Background: AE includes rapid swelling of the deep dermis, subcutaneous, or submucosal tissue due to vascular leakage. Most patients with non-hereditary AE respond well to treatment with steroids and antihistamines, while others require prolonged hospitalization or airway intervention. Although previous studies have suggested obesity, diabetes, and airway manipulation are potential risk factors for severe AE, all factors are not clearly defined.
Explore this issue:November 2014
Study design: Retrospective review of 875 adult patients with AE diagnosis treated from January 2008 to December 2013.
Setting: Montefiore Medical Center, Bronx, New York.

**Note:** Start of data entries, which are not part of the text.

//! Source adapters returning raw analytics records.
//!
//! Adapters sit at the edge of the pipeline: they know where records come
//! from and which field holds the date, but not how to interpret them.
//! Parsing happens in [`crate::pipeline::normalize`].

mod csv_file;

pub use csv_file::CsvSource;

use crate::error::{ForecastError, Result};
use crate::pipeline::normalize::parse_date;
use chrono::NaiveDate;
use serde::{Deserialize, Serialize};
use std::collections::BTreeMap;

/// One raw row from an analytics backend: field name to string value.
#[derive(Debug, Clone, Default, PartialEq, Eq, Serialize, Deserialize)]
#[serde(transparent)]
pub struct RawRecord {
    fields: BTreeMap<String, String>,
}

impl RawRecord {
    pub fn new() -> Self {
        Self::default()
    }

    /// Builder-style field insertion.
    pub fn with(mut self, field: &str, value: &str) -> Self {
        self.insert(field, value);
        self
    }

    pub fn insert(&mut self, field: &str, value: &str) {
        self.fields.insert(field.to_string(), value.to_string());
    }

    pub fn get(&self, field: &str) -> Option<&str> {
        self.fields.get(field).map(String::as_str)
    }

    pub fn contains(&self, field: &str) -> bool {
        self.fields.contains_key(field)
    }

    /// Keep only the named fields.
    fn project(&self, keep: &[&str]) -> Self {
        Self {
            fields: self
                .fields
                .iter()
                .filter(|(k, _)| keep.contains(&k.as_str()))
                .map(|(k, v)| (k.clone(), v.clone()))
                .collect(),
        }
    }
}

impl<K: Into<String>, V: Into<String>> FromIterator<(K, V)> for RawRecord {
    fn from_iter<I: IntoIterator<Item = (K, V)>>(iter: I) -> Self {
        Self {
            fields: iter
                .into_iter()
                .map(|(k, v)| (k.into(), v.into()))
                .collect(),
        }
    }
}

/// Inclusive date range; an open end is unbounded.
#[derive(Debug, Clone, Copy, Default, PartialEq, Eq, Serialize, Deserialize)]
pub struct DateRange {
    pub start: Option<NaiveDate>,
    pub end: Option<NaiveDate>,
}

impl DateRange {
    pub fn unbounded() -> Self {
        Self::default()
    }

    pub fn between(start: NaiveDate, end: NaiveDate) -> Result<Self> {
        let range = Self {
            start: Some(start),
            end: Some(end),
        };
        range.validate()?;
        Ok(range)
    }

    pub fn validate(&self) -> Result<()> {
        if let (Some(start), Some(end)) = (self.start, self.end) {
            if start > end {
                return Err(ForecastError::InvalidParameter(format!(
                    "date range starts {} after it ends {}",
                    start, end
                )));
            }
        }
        Ok(())
    }

    pub fn contains(&self, date: NaiveDate) -> bool {
        self.start.map_or(true, |s| date >= s) && self.end.map_or(true, |e| date <= e)
    }

    /// Whether a raw date string should be kept for this range.
    ///
    /// Unparseable dates are kept so the normalizer can count them.
    pub(crate) fn admits(&self, raw_date: Option<&str>) -> bool {
        match raw_date.and_then(parse_date) {
            Some(date) => self.contains(date),
            None => true,
        }
    }
}

/// A backend that can return daily records for a metric.
pub trait SourceAdapter {
    /// Source name used in diagnostics and errors.
    fn name(&self) -> &str;

    /// Field holding the date dimension in returned records.
    fn date_field(&self) -> &str;

    /// Fetch records carrying `date_field` and `metric_field` within `range`.
    ///
    /// Backend failures are reported as [`ForecastError::SourceFetch`].
    fn fetch(&self, metric_field: &str, range: &DateRange) -> Result<Vec<RawRecord>>;
}

/// Records held in memory, e.g. fetched by the caller beforehand.
#[derive(Debug, Clone)]
pub struct StaticSource {
    name: String,
    date_field: String,
    records: Vec<RawRecord>,
}

impl StaticSource {
    pub fn new(name: &str, date_field: &str, records: Vec<RawRecord>) -> Self {
        Self {
            name: name.to_string(),
            date_field: date_field.to_string(),
            records,
        }
    }

    /// Build from `(date, value)` pairs under the given field names.
    pub fn from_pairs<'a, I>(name: &str, date_field: &str, metric_field: &str, pairs: I) -> Self
    where
        I: IntoIterator<Item = (&'a str, &'a str)>,
    {
        let records = pairs
            .into_iter()
            .map(|(d, v)| RawRecord::new().with(date_field, d).with(metric_field, v))
            .collect();
        Self::new(name, date_field, records)
    }
}

impl SourceAdapter for StaticSource {
    fn name(&self) -> &str {
        &self.name
    }

    fn date_field(&self) -> &str {
        &self.date_field
    }

    fn fetch(&self, metric_field: &str, range: &DateRange) -> Result<Vec<RawRecord>> {
        range.validate()?;
        if !self.records.is_empty() && !self.records.iter().any(|r| r.contains(metric_field)) {
            return Err(ForecastError::source_fetch(
                &self.name,
                format!("metric `{}` is not available", metric_field),
            ));
        }
        let keep = [self.date_field.as_str(), metric_field];
        Ok(self
            .records
            .iter()
            .filter(|r| range.admits(r.get(&self.date_field)))
            .map(|r| r.project(&keep))
            .collect())
    }
}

Synopsis: The most common race affected by AE among men and women was black, followed by multiracial. The most common AE cause for all patients presenting to the ED was angiotensin converting enzyme inhibitor (ACEi)-induced, followed by allergic and idiopathic. For both men and women, it was ACEi-induced, followed by allergic, while in the black, multiracial, Hispanic, and white populations it was ACEi-induced. The most common cause for patients younger than the mean age was ACEi-induced, followed by allergic; for patients older than the mean, it was ACEi-induced, followed by idiopathic. Only 93 patients required admission, 33 required intubation, and one required an emergent surgical airway. Risk factors associated with these severe episodes included age over 63 years, white Hispanic race, ACEi-induced AE type, ASA class of III or above, coexistent cardiopulmonary disease, and a positive smoking history. The mean hospitalization length was 19.0 hours, with a median stay of 5.8 hours. The average length of stay for patients treated and released from the ED was 6.0 hours; for patients admitted to the hospital, it was 48.0 hours. All AE patients presenting to the ED received uniform treatment with an antihistamine, an H2-blocker, and a steroid. Otolaryngology consultations were called 35.8% of the time. The main limitation was the lack of patient data due to possible coding issues.
Bottom line: Older age, Hispanic race, ACEi-associated AE, ASA class III/IV/V, coexistent cardiopulmonary disease, and a positive smoking history were associated with severe AE cases requiring hospital admission and/or airway intervention.
Citation: Loftus PA, Tan M, Patel G, et al. Risk factors associated with severe and recurrent angioedema: an epidemic linked to ACE-inhibitors. Laryngoscope. 2014;124:2502-2507.